In case you’ve been snoozing, many real estate markets are heating up. In fact, investors who were brave enough to buy a few years back actually have (are you ready?)….equity!
Yes, it’s true. Equity is happening again.
And whether you were an early adopter and have seen some appreciation, or you’re running a little late to the party, one of the questions you should be asking yourself is “Should I stay or should I go?”
What a great question! In fact, it was this very question (sent in to Ask The Guys™ by our faithful listener, Keith in Anchorage Alaska) that inspired this entire episode.
So behind the microphones in a secret location hidden somewhere deep within The Real Estate Guys™ think tank:
- Your super hot host, Robert Helms
- You not-so-cool co-host, Russell Gray
Keith’s questions was really about financial analysis. But in considering the question, we realized there are a whole host of things to think about when deciding to stand pat or move on.
First, the math.
Wait! Come back! Math is good. And math can be fun when it saves you THOUSANDS OF DOLLARS, don’t you agree?
Big shot investors monitor the frothiness of the market by the cap rate. In keeping with our no-investor-left-behind-policy, cap rate is simply the NOI (Net Operating Income – rent, less operating expenses BEFORE debt service) divided by the price or current market value of the property.
When cap rates FALL, it means investors are paying MORE for the SAME income. That means the income is MORE EXPENSIVE. Got it? And who wants to pay more for the same?
So, if you’re smart (and lucky), you buy when cap rates are HIGH (you paid LESS for the income, which is a good deal), then sell when cap rates are low.
There’s another way to do the math that we find a little simpler, but essentially tells the same story. It’s called GRM (Gross Rent Multiplier) or Rent Ratio. It doesn’t include expenses, so it isn’t precise enough for investment due diligence or loan qualifying, but it’s a great way to tell if a market is getting overbought (buyers bidding up the price…potentially to an unsustainable level or “a bubble”).

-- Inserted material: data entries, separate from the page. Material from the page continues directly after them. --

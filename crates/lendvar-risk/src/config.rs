//! Simulation configuration.

use std::collections::BTreeMap;

use lendvar_core::AssetSymbol;
use lendvar_portfolio::RevaluationConfig;
use serde::{Deserialize, Serialize};

use crate::error::{RiskError, RiskResult};

/// How terminal prices are sampled.
#[derive(Debug, Clone, Copy, Default, PartialEq, Eq, Hash, Serialize, Deserialize)]
#[serde(rename_all = "kebab-case")]
pub enum PathScheme {
    /// Step the log price through `steps` increments of `horizon / steps`.
    #[default]
    Discretized,
    /// Draw the terminal log return in one step of length `horizon`.
    ClosedForm,
}

impl std::fmt::Display for PathScheme {
    fn fmt(&self, f: &mut std::fmt::Formatter<'_>) -> std::fmt::Result {
        match self {
            Self::Discretized => write!(f, "discretized"),
            Self::ClosedForm => write!(f, "closed-form"),
        }
    }
}

/// Settings for one Monte Carlo bad-debt run.
#[derive(Debug, Clone, PartialEq, Serialize, Deserialize)]
pub struct SimulationConfig {
    /// Number of independent scenarios.
    #[serde(default = "default_scenarios")]
    pub scenarios: usize,

    /// Simulation horizon in years.
    #[serde(default = "default_horizon_years")]
    pub horizon_years: f64,

    /// Time steps over the horizon (ignored by [`PathScheme::ClosedForm`]).
    #[serde(default = "default_steps")]
    pub steps: usize,

    /// VaR confidence level in percent.
    #[serde(default = "default_var_percentile")]
    pub var_percentile: f64,

    /// Random seed for reproducibility (None = random).
    #[serde(default)]
    pub seed: Option<u64>,

    /// Annualized drift per asset; assets not listed drift at 0.
    #[serde(default)]
    pub drift: BTreeMap<AssetSymbol, f64>,

    /// Terminal price sampling scheme.
    #[serde(default)]
    pub scheme: PathScheme,

    /// Scenarios per independently seeded block.
    #[serde(default = "default_block_size")]
    pub scenario_block_size: usize,

    /// Enable parallel processing.
    #[serde(default = "default_parallel")]
    pub parallel: bool,

    /// Minimum item count to trigger parallel processing.
    #[serde(default = "default_parallel_threshold")]
    pub parallel_threshold: usize,
}

fn default_scenarios() -> usize {
    10_000
}

fn default_horizon_years() -> f64 {
    1.0
}

fn default_steps() -> usize {
    365
}

fn default_var_percentile() -> f64 {
    99.9
}

fn default_block_size() -> usize {
    256
}

fn default_parallel() -> bool {
    true
}

fn default_parallel_threshold() -> usize {
    64
}

impl Default for SimulationConfig {
    fn default() -> Self {
        Self {
            scenarios: default_scenarios(),
            horizon_years: default_horizon_years(),
            steps: default_steps(),
            var_percentile: default_var_percentile(),
            seed: None,
            drift: BTreeMap::new(),
            scheme: PathScheme::default(),
            scenario_block_size: default_block_size(),
            parallel: default_parallel(),
            parallel_threshold: default_parallel_threshold(),
        }
    }
}

impl SimulationConfig {
    /// Creates a configuration with default settings.
    #[must_use]
    pub fn new() -> Self {
        Self::default()
    }

    /// Builder method to set the scenario count.
    #[must_use]
    pub fn with_scenarios(mut self, scenarios: usize) -> Self {
        self.scenarios = scenarios;
        self
    }

    /// Builder method to set the horizon in years.
    #[must_use]
    pub fn with_horizon_years(mut self, years: f64) -> Self {
        self.horizon_years = years;
        self
    }

    /// Builder method to set the number of time steps.
    #[must_use]
    pub fn with_steps(mut self, steps: usize) -> Self {
        self.steps = steps;
        self
    }

    /// Builder method to set the VaR confidence in percent.
    #[must_use]
    pub fn with_var_percentile(mut self, percentile: f64) -> Self {
        self.var_percentile = percentile;
        self
    }

    /// Builder method to fix the random seed.
    #[must_use]
    pub fn with_seed(mut self, seed: u64) -> Self {
        self.seed = Some(seed);
        self
    }

    /// Builder method to set one asset's drift.
    #[must_use]
    pub fn with_drift(mut self, symbol: AssetSymbol, drift: f64) -> Self {
        self.drift.insert(symbol, drift);
        self
    }

    /// Builder method to set the path scheme.
    #[must_use]
    pub fn with_scheme(mut self, scheme: PathScheme) -> Self {
        self.scheme = scheme;
        self
    }

    /// Builder method to set the scenario block size.
    #[must_use]
    pub fn with_block_size(mut self, size: usize) -> Self {
        self.scenario_block_size = size;
        self
    }

    /// Builder method to enable or disable parallel processing.
    #[must_use]
    pub fn with_parallel(mut self, enabled: bool) -> Self {
        self.parallel = enabled;
        self
    }

    /// Builder method to set the parallel threshold.
    #[must_use]
    pub fn with_parallel_threshold(mut self, threshold: usize) -> Self {
        self.parallel_threshold = threshold;
        self
    }

    /// Drift of `symbol`, 0 when not configured.
    pub fn drift_for(&self, symbol: &AssetSymbol) -> f64 {
        self.drift.get(symbol).copied().unwrap_or(0.0)
    }

    /// Time steps actually taken under the configured scheme.
    pub fn effective_steps(&self) -> usize {
        match self.scheme {
            PathScheme::Discretized => self.steps,
            PathScheme::ClosedForm => 1,
        }
    }

    /// Length of one time step in years.
    pub fn dt(&self) -> f64 {
        self.horizon_years / self.effective_steps() as f64
    }

    /// Horizon rounded to whole days.
    pub fn horizon_days(&self) -> u32 {
        (self.horizon_years * 365.0).round() as u32
    }

    /// Parallelism settings for revaluation and block generation.
    pub fn revaluation_config(&self) -> RevaluationConfig {
        RevaluationConfig::new()
            .with_parallel(self.parallel)
            .with_threshold(self.parallel_threshold)
    }

    /// Checks every setting, reporting all problems at once.
    pub fn validate(&self) -> RiskResult<()> {
        let mut problems = Vec::new();

        if self.scenarios == 0 {
            problems.push("scenarios must be at least 1".to_string());
        }
        if self.steps == 0 {
            problems.push("steps must be at least 1".to_string());
        }
        if !self.horizon_years.is_finite() || self.horizon_years <= 0.0 {
            problems.push(format!(
                "horizon must be a positive number of years, got {}",
                self.horizon_years
            ));
        }
        if !(0.0..=100.0).contains(&self.var_percentile) {
            problems.push(format!(
                "VaR percentile must be within [0, 100], got {}",
                self.var_percentile
            ));
        }
        if self.scenario_block_size == 0 {
            problems.push("scenario block size must be at least 1".to_string());
        }
        for (symbol, drift) in &self.drift {
            if !drift.is_finite() {
                problems.push(format!("drift for {symbol} must be finite, got {drift}"));
            }
        }

        if problems.is_empty() {
            Ok(())
        } else {
            Err(RiskError::configuration(problems.join("; ")))
        }
    }
}
//! Market model: spot prices, volatilities and the correlation structure.
//!
//! A correlation matrix relates assets by position, not by symbol. The
//! [`MarketModel`] therefore owns the asset ordering the matrix was built
//! from, and every later stage (path generation, revaluation columns)
//! uses exactly that ordering.

use std::collections::{BTreeMap, BTreeSet, HashMap};

use lendvar_core::{AssetSymbol, DataQualityIssue, Diagnostics};
use nalgebra::DMatrix;
use serde::{Deserialize, Serialize};

use crate::error::{RiskError, RiskResult};

/// Tolerance for symmetry, unit diagonal and entry range checks.
pub const CORRELATION_TOLERANCE: f64 = 1e-8;

/// Market parameters as produced by calibration and stored on disk.
#[derive(Debug, Clone, PartialEq, Serialize, Deserialize)]
pub struct MarketParameters {
    /// Asset ordering of `correlation_matrix`.
    pub assets: Vec<AssetSymbol>,
    /// Latest price per asset.
    pub latest_prices: BTreeMap<AssetSymbol, f64>,
    /// Annualized volatility per asset.
    pub annual_volatility: BTreeMap<AssetSymbol, f64>,
    /// Pairwise correlation of daily log returns, in `assets` order.
    pub correlation_matrix: Vec<Vec<f64>>,
    /// Annualized covariance of daily log returns, in `assets` order.
    #[serde(default, skip_serializing_if = "Option::is_none")]
    pub covariance_matrix: Option<Vec<Vec<f64>>>,
    /// First date of the history the parameters were estimated from.
    #[serde(default, skip_serializing_if = "Option::is_none")]
    pub data_start: Option<String>,
    /// Last date of the history the parameters were estimated from.
    #[serde(default, skip_serializing_if = "Option::is_none")]
    pub data_end: Option<String>,
    /// Annualized volatility over trailing windows of the history.
    #[serde(default, skip_serializing_if = "Vec::is_empty")]
    pub window_volatility: Vec<WindowVolatility>,
}

/// Annualized volatility estimated over the trailing `days` of a history.
#[derive(Debug, Clone, PartialEq, Serialize, Deserialize)]
pub struct WindowVolatility {
    /// Window label, e.g. `Short`.
    pub label: String,
    /// Window length in daily returns.
    pub days: u32,
    /// Volatility per asset.
    pub volatility: BTreeMap<AssetSymbol, f64>,
}

/// One simulated asset.
#[derive(Debug, Clone, PartialEq, Serialize, Deserialize)]
pub struct Asset {
    /// Asset symbol.
    pub symbol: AssetSymbol,
    /// Spot price; zero for a delisted or unpriced asset.
    pub spot: f64,
    /// Annualized volatility.
    pub volatility: f64,
}

/// Validated market state for one simulation run.
#[derive(Debug, Clone)]
pub struct MarketModel {
    assets: Vec<Asset>,
    index: HashMap<AssetSymbol, usize>,
    correlation: DMatrix<f64>,
    window_volatility: Vec<WindowVolatility>,
    diagnostics: Diagnostics,
}

impl MarketModel {
    /// Builds a market model from an asset ordering, per-symbol prices and
    /// volatilities, and a correlation matrix in the same ordering.
    ///
    /// A correlation side that disagrees with the ordering, or a duplicated
    /// symbol, is [`RiskError::InputShape`]. A malformed matrix (ragged or
    /// non-square rows, asymmetry, bad diagonal or entries) and negative or
    /// non-finite prices or volatilities are [`RiskError::Configuration`]. An asset without a price or volatility
    /// is simulated with zero and recorded as a diagnostic, as is any map
    /// entry for a symbol outside the ordering.
    pub fn new(
        ordering: Vec<AssetSymbol>,
        prices: &BTreeMap<AssetSymbol, f64>,
        volatilities: &BTreeMap<AssetSymbol, f64>,
        correlation: DMatrix<f64>,
    ) -> RiskResult<Self> {
        if ordering.is_empty() {
            return Err(RiskError::configuration("market has no assets"));
        }

        let mut index = HashMap::with_capacity(ordering.len());
        for (i, symbol) in ordering.iter().enumerate() {
            if index.insert(symbol.clone(), i).is_some() {
                return Err(RiskError::input_shape(format!(
                    "asset ordering lists {symbol} more than once"
                )));
            }
        }

        validate_correlation(&correlation, ordering.len())?;

        for (kind, map) in [("price", prices), ("volatility", volatilities)] {
            for (symbol, &value) in map {
                if index.contains_key(symbol) && (!value.is_finite() || value < 0.0) {
                    return Err(RiskError::configuration(format!(
                        "{kind} for {symbol} must be finite and non-negative, got {value}"
                    )));
                }
            }
        }

        let mut diagnostics = Diagnostics::new();
        let assets = ordering
            .into_iter()
            .map(|symbol| {
                let spot = prices.get(&symbol).copied().unwrap_or_else(|| {
                    diagnostics.record(DataQualityIssue::MissingSpotPrice {
                        symbol: symbol.clone(),
                    });
                    0.0
                });
                let volatility = volatilities.get(&symbol).copied().unwrap_or_else(|| {
                    diagnostics.record(DataQualityIssue::MissingVolatility {
                        symbol: symbol.clone(),
                    });
                    0.0
                });
                Asset {
                    symbol,
                    spot,
                    volatility,
                }
            })
            .collect();

        let unused: BTreeSet<&AssetSymbol> = prices
            .keys()
            .chain(volatilities.keys())
            .filter(|symbol| !index.contains_key(*symbol))
            .collect();
        for symbol in unused {
            diagnostics.record(DataQualityIssue::UnusedMarketEntry {
                symbol: symbol.clone(),
            });
        }

        Ok(Self {
            assets,
            index,
            correlation,
            window_volatility: Vec::new(),
            diagnostics,
        })
    }

    /// Builds a market model from serialized [`MarketParameters`].
    pub fn from_parameters(parameters: &MarketParameters) -> RiskResult<Self> {
        let correlation = matrix_from_rows(&parameters.correlation_matrix)?;
        Self::new(
            parameters.assets.clone(),
            &parameters.latest_prices,
            &parameters.annual_volatility,
            correlation,
        )?
        .with_window_volatility(parameters.window_volatility.clone())
    }

    /// Attaches trailing-window volatilities, used by term risk in place of
    /// the annual volatility for terms of matching length.
    ///
    /// Entries for symbols outside the model are ignored.
    pub fn with_window_volatility(mut self, windows: Vec<WindowVolatility>) -> RiskResult<Self> {
        for window in &windows {
            for (symbol, &vol) in &window.volatility {
                if self.index.contains_key(symbol) && (!vol.is_finite() || vol < 0.0) {
                    return Err(RiskError::configuration(format!(
                        "{} window volatility for {symbol} must be finite and non-negative, got {vol}",
                        window.label
                    )));
                }
            }
        }
        self.window_volatility = windows;
        Ok(self)
    }

    /// Trailing-window volatilities attached to the model.
    pub fn window_volatility(&self) -> &[WindowVolatility] {
        &self.window_volatility
    }

    /// Volatility of `symbol` estimated over a window of `days`, if any.
    pub fn term_volatility(&self, symbol: &AssetSymbol, days: u32) -> Option<f64> {
        self.window_volatility
            .iter()
            .find(|w| w.days == days)
            .and_then(|w| w.volatility.get(symbol).copied())
    }

    /// A market of independent assets (identity correlation).
    pub fn uncorrelated(assets: Vec<Asset>) -> RiskResult<Self> {
        let n = assets.len();
        let ordering = assets.iter().map(|a| a.symbol.clone()).collect();
        let prices = assets.iter().map(|a| (a.symbol.clone(), a.spot)).collect();
        let vols = assets
            .iter()
            .map(|a| (a.symbol.clone(), a.volatility))
            .collect();
        Self::new(ordering, &prices, &vols, DMatrix::identity(n, n))
    }

    /// Assets in correlation order.
    pub fn assets(&self) -> &[Asset] {
        &self.assets
    }

    /// Symbols in correlation order.
    pub fn symbols(&self) -> Vec<AssetSymbol> {
        self.assets.iter().map(|a| a.symbol.clone()).collect()
    }

    /// Position of `symbol` in the ordering.
    pub fn index_of(&self, symbol: &AssetSymbol) -> Option<usize> {
        self.index.get(symbol).copied()
    }

    /// Asset by symbol.
    pub fn asset(&self, symbol: &AssetSymbol) -> Option<&Asset> {
        self.index_of(symbol).map(|i| &self.assets[i])
    }

    /// The correlation matrix.
    pub fn correlation(&self) -> &DMatrix<f64> {
        &self.correlation
    }

    /// Defaults and ignored entries found while building the model.
    pub fn diagnostics(&self) -> &Diagnostics {
        &self.diagnostics
    }

    /// Number of assets.
    pub fn len(&self) -> usize {
        self.assets.len()
    }

    /// Always false: a model has at least one asset.
    pub fn is_empty(&self) -> bool {
        self.assets.is_empty()
    }

    /// The same market re-keyed to `order`, which must list every symbol of
    /// the model exactly once. Rows and columns of the correlation matrix
    /// move with their assets.
    pub fn permuted(&self, order: &[AssetSymbol]) -> RiskResult<Self> {
        if order.len() != self.len() {
            return Err(RiskError::input_shape(format!(
                "permutation lists {} assets, market has {}",
                order.len(),
                self.len()
            )));
        }

        let mut source = Vec::with_capacity(order.len());
        let mut index = HashMap::with_capacity(order.len());
        for (i, symbol) in order.iter().enumerate() {
            let from = self.index_of(symbol).ok_or_else(|| {
                RiskError::input_shape(format!("{symbol} is not part of the market"))
            })?;
            if index.insert(symbol.clone(), i).is_some() {
                return Err(RiskError::input_shape(format!(
                    "permutation lists {symbol} more than once"
                )));
            }
            source.push(from);
        }

        let n = order.len();
        let correlation =
            DMatrix::from_fn(n, n, |i, j| self.correlation[(source[i], source[j])]);
        let assets = source.iter().map(|&from| self.assets[from].clone()).collect();

        Ok(Self {
            assets,
            index,
            correlation,
            window_volatility: self.window_volatility.clone(),
            diagnostics: self.diagnostics.clone(),
        })
    }
}

/// Converts nested rows into a matrix, rejecting ragged input.
pub fn matrix_from_rows(rows: &[Vec<f64>]) -> RiskResult<DMatrix<f64>> {
    let n = rows.len();
    let cols = rows.first().map_or(0, Vec::len);
    if let Some((i, row)) = rows.iter().enumerate().find(|(_, r)| r.len() != cols) {
        return Err(RiskError::configuration(format!(
            "correlation row {i} has {} entries, expected {cols}",
            row.len()
        )));
    }
    Ok(DMatrix::from_fn(n, cols, |i, j| rows[i][j]))
}

fn validate_correlation(matrix: &DMatrix<f64>, assets: usize) -> RiskResult<()> {
    if !matrix.is_square() {
        return Err(RiskError::configuration(format!(
            "correlation matrix is {}x{}, not square",
            matrix.nrows(),
            matrix.ncols()
        )));
    }
    if matrix.nrows() != assets {
        return Err(RiskError::input_shape(format!(
            "correlation matrix covers {} assets, ordering has {assets}",
            matrix.nrows()
        )));
    }

    for i in 0..assets {
        for j in 0..assets {
            let value = matrix[(i, j)];
            if !value.is_finite() || value.abs() > 1.0 + CORRELATION_TOLERANCE {
                return Err(RiskError::configuration(format!(
                    "correlation entry ({i}, {j}) = {value} is outside [-1, 1]"
                )));
            }
        }
        if (matrix[(i, i)] - 1.0).abs() > CORRELATION_TOLERANCE {
            return Err(RiskError::configuration(format!(
                "correlation diagonal entry {i} is {}, expected 1",
                matrix[(i, i)]
            )));
        }
        for j in 0..i {
            if (matrix[(i, j)] - matrix[(j, i)]).abs() > CORRELATION_TOLERANCE {
                return Err(RiskError::configuration(format!(
                    "correlation matrix is not symmetric at ({i}, {j})"
                )));
            }
        }
    }
    Ok(())
}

So, let’s say a property that generates $10,000 a year GROSS rents and sells for $100,000. This means it’s selling for 10 times gross. Make sense?
Now if that same property now sells for $120,000 but still only rents for $10,000 a year, it’s now selling at 12 times gross. Ergo (we always wanted to say that) buyers are paying 20% MORE for the SAME income. Great if you’re a seller (time to go?) but not so great if you’re the buyer.
If you’re watching a market and GRMs are generally rising- or if you already own property in that market – you need to dig deeper and find out why prices are going up when income isn’t. If there’s no rationale for it, it may mean there’s just too much money chasing too many deals (or worse. “dumb” money chasing deals), you may decide it’s time to sell (at a premium) and take your equity and head for a less heated market. Then hope the whole process repeats itself there!
Of course, all of this happens over the course of years, not hours like the stock market. So while you’re waiting, you’re collecting rents, taking generous tax deductions and enjoying your life.
And speaking of tax deductions…
Another reason why it may make sense to sell a property is because you’ve used up the tax benefits (primarily depreciation) available to you on that particular property. This has nothing to do with the market (it could be fine), and everything to do with you and your personal tax situation.
Remember, according to our good friend CPA Tom Wheelwright (author of Tax Free Wealth), a savvy real estate investor should be paying pretty near ZERO INCOME TAX (sorry to shout…we got excited).
Other reasons to consider selling are changes in the neighborhood, the physical condition of the property, the kinds of tenants you’re attracting, or local changes to landlord law.
The point is that you don’t want to develop LAME (Lazy Asset Manager Entropy…it’s a pseudo medical term that we just made up). Sometimes it’s easy to get lulled to sleep just sitting at home opening rent checks all day. We understand. But we don’t want you to be blindsided in slow motion if the market is telling you it’s time to move on.
So listen to the episode and consider your own markets and properties. Then ask yourself, “Should I stay or should I go?”